How can cheating be wrong when it feels so right?
I think I was in college when Barbara Mandrell came out with this song for cheaters everywhere. A few decades later, I listened to my niece talk about tools she uses to identify plagiarism in her college freshman students. So I asked my (then) high school kids about cheating. They looked at me as though I was from another planet. “Of course we cheat. Not on the important stuff, but on homework and extra credit? All the time.”
I was taken aback. I knew they believed there was too much busy work in high school assignments but I was unaware they routinely shared answers with classmates or read synopses of books online to get extra credit points for actually reading the book in high school English classes. Then, to my surprise, they began to tell stories about how various students had cheated and gotten the highest scores in the class when they had not even opened a book. There was no rancor. Instead, they laughed and began to seem elated as they described how, as a group, their respective classmates had beaten the system repeatedly.
Now they are in college. I don’t ask what is happening there. But I was intrigued by a study that just came across my desk describing “cheater’s high”. And I recalled the oddly buoyant moods of both my kids as they talked about ways to beat the (high school) system. So I read on. In short, the research predicts a buoyant rather than remorseful mood if you get away with cheating and believe no one was hurt. It’s like a victimless crime. No one gets hurt and you walk away. You feel smug, superior, and upbeat. The researcher’s named this upbeat response to getting away with cheating, the “cheater’s high”.
The researchers did multiple studies and found evidence for the cheater’s high over and over again. Those who cheated felt good. In one study, the experimenter’s asked the participants not to cheat since that would render their responses unreliable. Those who cheated anyway were more satisfied with themselves after the study than those who did not cheat. And, to underscore the point, cheaters who were given a reminder at the end of the test how important it was not to cheat said they felt better than the cheaters who were not given the reminder. Rather than the reminder serving as a cue to more ethical behavior (as in the research where the feeling someone is watching you results in better behavior), the cheating participants felt better when reminded to not do what they then went ahead and did.

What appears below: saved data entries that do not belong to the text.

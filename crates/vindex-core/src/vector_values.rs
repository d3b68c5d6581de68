//! Random-access views over index vectors.
//!
//! A [`VectorValues`] presents `size`, `dimension` and `get_vector(ordinal)`
//! no matter where the vectors live:
//!
//! - [`EntityVectorValues`]: vectors embedded in entities of the entity store
//! - [`StoredVectorValues`]: vectors in the index's own [`VectorStore`]
//! - [`ListVectorValues`]: an in-memory list, used for PQ training
//!
//! Two decorators wrap any of them. [`CachingVectorValues`] memoizes lookups
//! for the duration of one traversal. [`NullSafeVectorValues`] substitutes a
//! tiny non-zero placeholder for missing nodes where a vector must exist for
//! every ordinal (disk encoding, PQ encoding).

use crate::index::hnsw::NodeId;
use crate::store::{EntityStore, VectorRef, VectorStore};
use crate::vectorizer::Vectorizer;
use dashmap::DashMap;
use std::sync::Arc;

/// Component value of the null-safety placeholder vector.
pub const PLACEHOLDER_COMPONENT: f32 = 1e-6;

/// Uniform random-access view over vectors keyed by graph ordinal.
pub trait VectorValues: Send + Sync {
    /// Number of vectors currently available.
    fn size(&self) -> usize;

    /// Dimension of every vector.
    fn dimension(&self) -> usize;

    /// Returns the vector of `ordinal`, or `None` if it is missing.
    fn get_vector(&self, ordinal: NodeId) -> Option<VectorRef>;

    /// Returns an independent view over the same storage.
    ///
    /// Decorators start with fresh state; the backing storage is shared.
    fn copy(&self) -> Self
    where
        Self: Sized;
}

/// Vectors embedded in the entities of an entity store.
pub struct EntityVectorValues<E> {
    store: Arc<dyn EntityStore<E>>,
    vectorizer: Arc<dyn Vectorizer<E>>,
    dimension: usize,
}

impl<E> EntityVectorValues<E> {
    /// Creates a view reading vectors through `vectorizer`.
    pub fn new(
        store: Arc<dyn EntityStore<E>>,
        vectorizer: Arc<dyn Vectorizer<E>>,
        dimension: usize,
    ) -> Self {
        Self {
            store,
            vectorizer,
            dimension,
        }
    }
}

impl<E: Send + Sync> VectorValues for EntityVectorValues<E> {
    fn size(&self) -> usize {
        self.store.size()
    }

    fn dimension(&self) -> usize {
        self.dimension
    }

    fn get_vector(&self, ordinal: NodeId) -> Option<VectorRef> {
        let entity = self.store.get(u64::from(ordinal))?;
        let vector = self.vectorizer.vectorize(&entity)?;
        (vector.len() == self.dimension).then(|| VectorRef::from(vector))
    }

    fn copy(&self) -> Self {
        Self {
            store: Arc::clone(&self.store),
            vectorizer: Arc::clone(&self.vectorizer),
            dimension: self.dimension,
        }
    }
}

/// Vectors held in a separate [`VectorStore`].
#[derive(Clone)]
pub struct StoredVectorValues {
    store: Arc<VectorStore>,
    dimension: usize,
}

impl StoredVectorValues {
    /// Creates a view over `store`.
    pub fn new(store: Arc<VectorStore>, dimension: usize) -> Self {
        Self { store, dimension }
    }
}

impl VectorValues for StoredVectorValues {
    fn size(&self) -> usize {
        self.store.len()
    }

    fn dimension(&self) -> usize {
        self.dimension
    }

    fn get_vector(&self, ordinal: NodeId) -> Option<VectorRef> {
        self.store.get(u64::from(ordinal))
    }

    fn copy(&self) -> Self {
        self.clone()
    }
}

/// In-memory list of vectors; the ordinal is the list position.
#[derive(Clone)]
pub struct ListVectorValues {
    vectors: Arc<[VectorRef]>,
    dimension: usize,
}

impl ListVectorValues {
    /// Creates a view over `vectors`.
    pub fn new(vectors: Vec<VectorRef>, dimension: usize) -> Self {
        Self {
            vectors: vectors.into(),
            dimension,
        }
    }

    /// Iterates the vectors in list order.
    pub fn iter(&self) -> impl Iterator<Item = &VectorRef> {
        self.vectors.iter()
    }
}

impl VectorValues for ListVectorValues {
    fn size(&self) -> usize {
        self.vectors.len()
    }

    fn dimension(&self) -> usize {
        self.dimension
    }

    fn get_vector(&self, ordinal: NodeId) -> Option<VectorRef> {
        self.vectors.get(ordinal as usize).cloned()
    }

    fn copy(&self) -> Self {
        self.clone()
    }
}

/// Memoizes lookups of the wrapped view, misses included.
///
/// Meant to live for one search or one batch of graph mutations; create a
/// fresh one with [`VectorValues::copy`].
pub struct CachingVectorValues<V> {
    inner: V,
    cache: DashMap<NodeId, Option<VectorRef>>,
}

impl<V: VectorValues> CachingVectorValues<V> {
    /// Wraps `inner` with an empty cache.
    pub fn new(inner: V) -> Self {
        Self {
            inner,
            cache: DashMap::new(),
        }
    }

    /// Number of cached ordinals.
    pub fn cached(&self) -> usize {
        self.cache.len()
    }
}

impl<V: VectorValues> VectorValues for CachingVectorValues<V> {
    fn size(&self) -> usize {
        self.inner.size()
    }

    fn dimension(&self) -> usize {
        self.inner.dimension()
    }

    fn get_vector(&self, ordinal: NodeId) -> Option<VectorRef> {
        if let Some(hit) = self.cache.get(&ordinal) {
            return hit.clone();
        }
        let vector = self.inner.get_vector(ordinal);
        self.cache.insert(ordinal, vector.clone());
        vector
    }

    fn copy(&self) -> Self {
        Self::new(self.inner.copy())
    }
}

/// Never returns `None`: missing vectors become a placeholder whose
/// components are all [`PLACEHOLDER_COMPONENT`].
///
/// A zero vector would turn cosine scores into NaN; the placeholder keeps
/// every score finite. Deleted nodes are excluded from results separately.
pub struct NullSafeVectorValues<V> {
    inner: V,
    placeholder: VectorRef,
}

impl<V: VectorValues> NullSafeVectorValues<V> {
    /// Wraps `inner`.
    pub fn new(inner: V) -> Self {
        let placeholder = VectorRef::from(vec![PLACEHOLDER_COMPONENT; inner.dimension()]);
        Self { inner, placeholder }
    }

    /// The placeholder vector.
    pub fn placeholder(&self) -> &VectorRef {
        &self.placeholder
    }
}

impl<V: VectorValues> VectorValues for NullSafeVectorValues<V> {
    fn size(&self) -> usize {
        self.inner.size()
    }

    fn dimension(&self) -> usize {
        self.inner.dimension()
    }

    fn get_vector(&self, ordinal: NodeId) -> Option<VectorRef> {
        Some(
            self.inner
                .get_vector(ordinal)
                .unwrap_or_else(|| self.placeholder.clone()),
        )
    }

    fn copy(&self) -> Self {
        Self::new(self.inner.copy())
    }
}

/// Borrowed views forward to the referenced view.
impl<V: VectorValues + ?Sized> VectorValues for &V {
    fn size(&self) -> usize {
        (**self).size()
    }

    fn dimension(&self) -> usize {
        (**self).dimension()
    }

    fn get_vector(&self, ordinal: NodeId) -> Option<VectorRef> {
        (**self).get_vector(ordinal)
    }

    fn copy(&self) -> Self {
        *self
    }
}

#[cfg(test)]
mod tests {
    use super::*;
    use crate::distance::DistanceMetric;
    use crate::store::MemoryEntityStore;
    use crate::vectorizer::FnVectorizer;
    use std::sync::atomic::{AtomicUsize, Ordering};

    struct CountingValues {
        hits: Arc<AtomicUsize>,
    }

    impl VectorValues for CountingValues {
        fn size(&self) -> usize {
            1
        }
        fn dimension(&self) -> usize {
            2
        }
        fn get_vector(&self, ordinal: NodeId) -> Option<VectorRef> {
            self.hits.fetch_add(1, Ordering::SeqCst);
            (ordinal == 0).then(|| VectorRef::from(vec![1.0, 0.0]))
        }
        fn copy(&self) -> Self {
            Self {
                hits: Arc::clone(&self.hits),
            }
        }
    }

    #[test]
    fn test_entity_values_read_through_vectorizer() {
        let store: Arc<MemoryEntityStore<Vec<f32>>> = Arc::new(MemoryEntityStore::new());
        store.add(vec![1.0, 2.0]);
        store.add(vec![1.0]);
        let values = EntityVectorValues::new(
            store,
            Arc::new(FnVectorizer::embedded(|v: &Vec<f32>| Some(v.clone()))),
            2,
        );
        assert_eq!(values.get_vector(0).as_deref(), Some(&[1.0, 2.0][..]));
        // Wrong dimension reads as missing.
        assert!(values.get_vector(1).is_none());
        assert!(values.get_vector(7).is_none());
    }

    #[test]
    fn test_caching_values_memoize_misses() {
        let hits = Arc::new(AtomicUsize::new(0));
        let cached = CachingVectorValues::new(CountingValues {
            hits: Arc::clone(&hits),
        });
        for _ in 0..3 {
            assert!(cached.get_vector(0).is_some());
            assert!(cached.get_vector(5).is_none());
        }
        assert_eq!(hits.load(Ordering::SeqCst), 2);
        assert_eq!(cached.cached(), 2);

        let fresh = cached.copy();
        assert_eq!(fresh.cached(), 0);
    }

    #[test]
    fn test_null_safe_placeholder_keeps_cosine_finite() {
        let values = NullSafeVectorValues::new(ListVectorValues::new(
            vec![VectorRef::from(vec![0.5, 0.5])],
            2,
        ));
        let missing = values.get_vector(3).expect("placeholder");
        assert!(missing.iter().all(|&x| x == PLACEHOLDER_COMPONENT));

        let score = DistanceMetric::Cosine.similarity(&missing, &[0.0, 1.0]);
        assert!(score.is_finite());
    }

    #[test]
    fn test_stored_values_follow_store_updates() {
        let store = Arc::new(VectorStore::new());
        let values = StoredVectorValues::new(Arc::clone(&store), 1);
        assert!(values.get_vector(4).is_none());
        store.upsert(4, VectorRef::from(vec![3.0]));
        assert_eq!(values.get_vector(4).as_deref(), Some(&[3.0][..]));
        assert_eq!(values.size(), 1);
    }
}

As I came to the end of the article, a single sentence reminded me again of the odd giggling I observed as my kids exchanged stories about cheating exploits.
“Quite possibly, when groups of people coordinate an effort to cheat the system, it could exacerbate the cheater’s high by diffusing responsibility for negative outcomes and building a sense of camaraderie from cheating together.”
That is exactly what I saw and heard. I began to think about instances of corporate corruption and unethical behavior that have larger consequences than my kids seemed to think cheating on “busywork” in high school had. We often do pretrial research for cases involving bad behavior of corporate employees. During deliberations, mock jurors say things like “He has no remorse” or “She’s only sorry she got caught” and I wonder if what they are seeing and hearing are adult examples of cheater’s high.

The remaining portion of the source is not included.